Since piglets are taken from their mother’s at a very early age, they are left with the desires to suck and chew. Within the factory farms, some pigs satisfy these desires by biting off the tail of another pig in front of them. As a result, the tail of each pig is cut off through the use of a pair of pliers and no anesthetic. (Pollan 2006)

B. The Stages of Growth and Inputs Received

Pigs in the industrial farming system go through three main stages, and receive different amounts and types of provisions in each stage. The first stage is the newborn or nursing stage, which lasts from the birth of the piglets until they are weaned off of their mother’s milk. After weaning, the pigs are referred to as starter pigs or nursery pigs until they reach a weight of about fifty to sixty pounds (ERS, 2009). Finally, the pigs enter the grower-finisher stage, which lasts from when they are six to ten weeks old until they are sent to market at five to six months old

(EPA, 2009). Sows and boars are put on different diets than the rest of the grow-finish pigs

(Hogberg et al., 1998).
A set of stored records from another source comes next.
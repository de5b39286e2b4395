//! Per-invocation ADD/COPY options and their validation
//!
//! Everything that can be rejected without touching the store is rejected
//! here, before any pull or mount happens.

use crate::config::parse_duration;
use crate::error::{StowageError, StowageResult};
use crate::ingest::ownership::ChownSpec;
use crate::store::PullOptions;
use std::fmt;
use std::path::PathBuf;
use std::time::{Duration, SystemTime, UNIX_EPOCH};

/// Which command is ingesting content
#[derive(Debug, Clone, Copy, PartialEq, Eq)]
pub enum Verb {
    /// Like COPY, but local archives are extracted in place
    Add,
    Copy,
}

impl Verb {
    /// Whether a single local archive source is unpacked instead of copied
    pub fn extracts_local_archives(self) -> bool {
        match self {
            Verb::Add => true,
            Verb::Copy => false,
        }
    }

    pub fn as_str(self) -> &'static str {
        match self {
            Verb::Add => "ADD",
            Verb::Copy => "COPY",
        }
    }
}

impl fmt::Display for Verb {
    fn fmt(&self, f: &mut fmt::Formatter<'_>) -> fmt::Result {
        f.write_str(self.as_str())
    }
}

/// Raw options for one ADD/COPY invocation, as the user supplied them
#[derive(Debug, Clone)]
pub struct AddCopyOptions {
    pub verb: Verb,
    /// Target working container
    pub container: String,
    /// Source paths or URLs
    pub sources: Vec<String>,
    /// Destination inside the container; the working directory when absent
    pub dest: Option<String>,
    /// Container or image whose root filesystem sources are read from
    pub from: Option<String>,
    pub chown: Option<String>,
    pub chmod: Option<String>,
    /// Expected digest of remote content, `sha256:<hex>`
    pub checksum: Option<String>,
    /// Suppress the digest line on stdout
    pub quiet: bool,
    pub add_history: bool,
    pub context_dir: Option<PathBuf>,
    pub ignore_file: Option<PathBuf>,
    pub excludes: Vec<String>,
    pub retry: u32,
    pub retry_delay: String,
    /// Seconds since the epoch applied to every ingested entry
    pub timestamp: Option<String>,
    /// Keep leading directories of sources under the destination
    pub parents: bool,
    /// Request an independent layer for this content
    pub link: bool,
    pub pull: PullOptions,
}

impl AddCopyOptions {
    /// Options with defaults for everything but the positional arguments
    pub fn new(verb: Verb, args: Vec<String>) -> StowageResult<Self> {
        let (container, sources, dest) = split_args(args)?;
        Ok(Self {
            verb,
            container,
            sources,
            dest,
            from: None,
            chown: None,
            chmod: None,
            checksum: None,
            quiet: false,
            add_history: false,
            context_dir: None,
            ignore_file: None,
            excludes: vec![],
            retry: 3,
            retry_delay: "2s".to_string(),
            timestamp: None,
            parents: false,
            link: false,
            pull: PullOptions::default(),
        })
    }

    /// Check every option that does not need the store
    pub fn validate(self) -> StowageResult<CopyOperation> {
        if self.ignore_file.is_some() && self.context_dir.is_none() {
            return Err(StowageError::IgnoreFileWithoutContext);
        }

        let timestamp = self.timestamp.as_deref().map(parse_timestamp).transpose()?;
        let chmod = self.chmod.as_deref().map(parse_chmod).transpose()?;
        let chown = self.chown.as_deref().map(ChownSpec::parse).transpose()?;
        let retry_delay = parse_duration(&self.retry_delay)?;

        let checksum = match self.checksum.as_deref() {
            Some(checksum) => {
                if let Some(local) = self.sources.iter().find(|s| !is_url(s)) {
                    return Err(StowageError::ChecksumRequiresUrl {
                        source_ref: local.clone(),
                    });
                }
                Some(parse_checksum(checksum)?)
            }
            None => None,
        };

        Ok(CopyOperation {
            verb: self.verb,
            container: self.container,
            sources: self.sources,
            dest: self.dest.filter(|d| !d.is_empty()),
            from: self.from.filter(|f| !f.is_empty()),
            excludes: self.excludes,
            context_dir: self.context_dir,
            ignore_file: self.ignore_file,
            chown,
            chmod,
            timestamp,
            checksum,
            parents: self.parents,
            link: self.link,
            quiet: self.quiet,
            add_history: self.add_history,
            retry: RetryPolicy {
                attempts: self.retry,
                delay: retry_delay,
            },
            pull: self.pull,
        })
    }
}

/// How often and how patiently to retry a pull or download
#[derive(Debug, Clone, Copy, PartialEq, Eq)]
pub struct RetryPolicy {
    /// Total attempts; zero behaves like one
    pub attempts: u32,
    pub delay: Duration,
}

impl RetryPolicy {
    pub fn max_attempts(&self) -> u32 {
        self.attempts.max(1)
    }
}

impl Default for RetryPolicy {
    fn default() -> Self {
        Self {
            attempts: 3,
            delay: Duration::from_secs(2),
        }
    }
}

/// A validated ingestion request
#[derive(Debug, Clone)]
pub struct CopyOperation {
    pub verb: Verb,
    pub container: String,
    pub sources: Vec<String>,
    pub dest: Option<String>,
    pub from: Option<String>,
    /// Explicit excludes; ignore-file patterns are prepended at run time
    pub excludes: Vec<String>,
    pub context_dir: Option<PathBuf>,
    pub ignore_file: Option<PathBuf>,
    pub chown: Option<ChownSpec>,
    pub chmod: Option<u32>,
    pub timestamp: Option<SystemTime>,
    /// Lowercase hex SHA-256 expected for remote content
    pub checksum: Option<String>,
    pub parents: bool,
    pub link: bool,
    pub quiet: bool,
    pub add_history: bool,
    pub retry: RetryPolicy,
    pub pull: PullOptions,
}

/// Split `container src... [dest]`; with several sources the last is the destination
pub fn split_args(mut args: Vec<String>) -> StowageResult<(String, Vec<String>, Option<String>)> {
    if args.is_empty() {
        return Err(StowageError::MissingContainer);
    }
    let container = args.remove(0);
    if container.is_empty() {
        return Err(StowageError::MissingContainer);
    }
    if args.is_empty() {
        return Err(StowageError::MissingSource);
    }
    let dest = if args.len() > 1 { args.pop() } else { None };
    Ok((container, args, dest))
}

pub fn is_url(source: &str) -> bool {
    source.starts_with("http://") || source.starts_with("https://")
}

/// Parse `--timestamp` seconds since the epoch
pub fn parse_timestamp(value: &str) -> StowageResult<SystemTime> {
    let secs: i64 = value
        .trim()
        .parse()
        .map_err(|e: std::num::ParseIntError| StowageError::InvalidTimestamp {
            value: value.to_string(),
            reason: e.to_string(),
        })?;

    let offset = Duration::from_secs(secs.unsigned_abs());
    let time = if secs >= 0 {
        UNIX_EPOCH.checked_add(offset)
    } else {
        UNIX_EPOCH.checked_sub(offset)
    };
    time.ok_or_else(|| StowageError::InvalidTimestamp {
        value: value.to_string(),
        reason: "out of range".to_string(),
    })
}

/// Parse `--chmod` octal mode bits
pub fn parse_chmod(value: &str) -> StowageResult<u32> {
    let invalid = || StowageError::InvalidChmod {
        value: value.to_string(),
    };
    let digits = value.trim();
    if digits.is_empty() || digits.len() > 4 {
        return Err(invalid());
    }
    u32::from_str_radix(digits, 8).map_err(|_| invalid())
}

/// Parse `--checksum sha256:<hex>` into lowercase hex
pub fn parse_checksum(value: &str) -> StowageResult<String> {
    let hex = value
        .strip_prefix("sha256:")
        .ok_or_else(|| StowageError::InvalidChecksum(value.to_string()))?;
    if hex.len() != 64 || !hex.chars().all(|c| c.is_ascii_hexdigit()) {
        return Err(StowageError::InvalidChecksum(value.to_string()));
    }
    Ok(hex.to_ascii_lowercase())
}

#[cfg(test)]
mod tests {
    use super::*;

    fn args(list: &[&str]) -> Vec<String> {
        list.iter().map(|s| s.to_string()).collect()
    }

    fn options(list: &[&str]) -> AddCopyOptions {
        AddCopyOptions::new(Verb::Copy, args(list)).unwrap()
    }

    #[test]
    fn verb_controls_extraction() {
        assert!(Verb::Add.extracts_local_archives());
        assert!(!Verb::Copy.extracts_local_archives());
        assert_eq!(Verb::Add.to_string(), "ADD");
    }

    #[test]
    fn split_requires_container_and_source() {
        assert!(matches!(split_args(vec![]), Err(StowageError::MissingContainer)));
        assert!(matches!(split_args(args(&["web"])), Err(StowageError::MissingSource)));
    }

    #[test]
    fn single_source_has_no_dest() {
        let (container, sources, dest) = split_args(args(&["web", "app.conf"])).unwrap();
        assert_eq!(container, "web");
        assert_eq!(sources, vec!["app.conf"]);
        assert_eq!(dest, None);
    }

    #[test]
    fn trailing_argument_is_destination() {
        let (_, sources, dest) = split_args(args(&["web", "a.conf", "b.conf", "/etc/app/"])).unwrap();
        assert_eq!(sources, vec!["a.conf", "b.conf"]);
        assert_eq!(dest.as_deref(), Some("/etc/app/"));
    }

    #[test]
    fn ignorefile_needs_contextdir() {
        let mut opts = options(&["web", "."]);
        opts.ignore_file = Some(PathBuf::from(".containerignore"));
        assert!(matches!(opts.validate(), Err(StowageError::IgnoreFileWithoutContext)));
    }

    #[test]
    fn malformed_timestamp_rejected() {
        let mut opts = options(&["web", "."]);
        opts.timestamp = Some("yesterday".to_string());
        assert!(matches!(opts.validate(), Err(StowageError::InvalidTimestamp { .. })));
    }

    #[test]
    fn timestamps() {
        assert_eq!(parse_timestamp("0").unwrap(), UNIX_EPOCH);
        assert_eq!(
            parse_timestamp("1700000000").unwrap(),
            UNIX_EPOCH + Duration::from_secs(1_700_000_000)
        );
        assert!(parse_timestamp("12.5").is_err());
    }

    #[test]
    fn chmod_values() {
        assert_eq!(parse_chmod("755").unwrap(), 0o755);
        assert_eq!(parse_chmod("0640").unwrap(), 0o640);
        assert!(parse_chmod("rwx").is_err());
        assert!(parse_chmod("8").is_err());
        assert!(parse_chmod("77777").is_err());
    }

    #[test]
    fn checksum_requires_urls() {
        let sum = format!("sha256:{}", "a".repeat(64));

        let mut opts = options(&["web", "https://example.com/x.tgz", "local.txt", "/dst/"]);
        opts.checksum = Some(sum.clone());
        assert!(matches!(opts.validate(), Err(StowageError::ChecksumRequiresUrl { .. })));

        let mut opts = options(&["web", "https://example.com/x.tgz"]);
        opts.checksum = Some(sum);
        assert_eq!(opts.validate().unwrap().checksum.unwrap(), "a".repeat(64));

        assert!(parse_checksum("md5:abc").is_err());
    }

    #[test]
    fn validate_carries_settings() {
        let mut opts = options(&["web", "src", "/dst"]);
        opts.retry = 5;
        opts.retry_delay = "250ms".to_string();
        opts.chmod = Some("600".to_string());
        opts.chown = Some("1000:1000".to_string());
        let op = opts.validate().unwrap();
        assert_eq!(op.retry.attempts, 5);
        assert_eq!(op.retry.delay, Duration::from_millis(250));
        assert_eq!(op.chmod, Some(0o600));
        assert!(op.chown.is_some());
        assert_eq!(op.dest.as_deref(), Some("/dst"));
    }

    #[test]
    fn bad_retry_delay_rejected() {
        let mut opts = options(&["web", "src"]);
        opts.retry_delay = "later".to_string();
        assert!(matches!(opts.validate(), Err(StowageError::InvalidRetryDelay { .. })));
    }
}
There are three main inputs that every pig in the industrial farming system receives. The first is feed. The feed provides the nutrients that the pigs need to grow at the desired rate. The amount and type of ingredients in the feed differ in each stage of the production process, and often vary depending on the living conditions and personal requirements of the pigs. The second input is water. Water makes up the largest portion of the pig’s body, and commonly contains a variety of minerals, including iron, sulfate, chloride, and magnesium. The last input given to the pigs is antibiotics. As with the feed, the types and amounts of antibiotics given to the pigs vary depending on their condition (Hogberg et al., 1998). The antibiotics are used as growth promoters, as therapeutics, and as prophylactics. They can be distributed via injection, in the feed, in the water, or orally (USDA, 2006).

1. Piglets

Newborn piglets grow very quickly. During the nursing stage, piglets usually double their body weight every week (Hogberg et al., 1998). Also, studies have shown that “[piglets] that grow well when quite young generally gain more weight per pound of feed consumed after weaning and have less carcass fat when they reach market weight”[5]. Thus, it is important that they receive adequate nutrition.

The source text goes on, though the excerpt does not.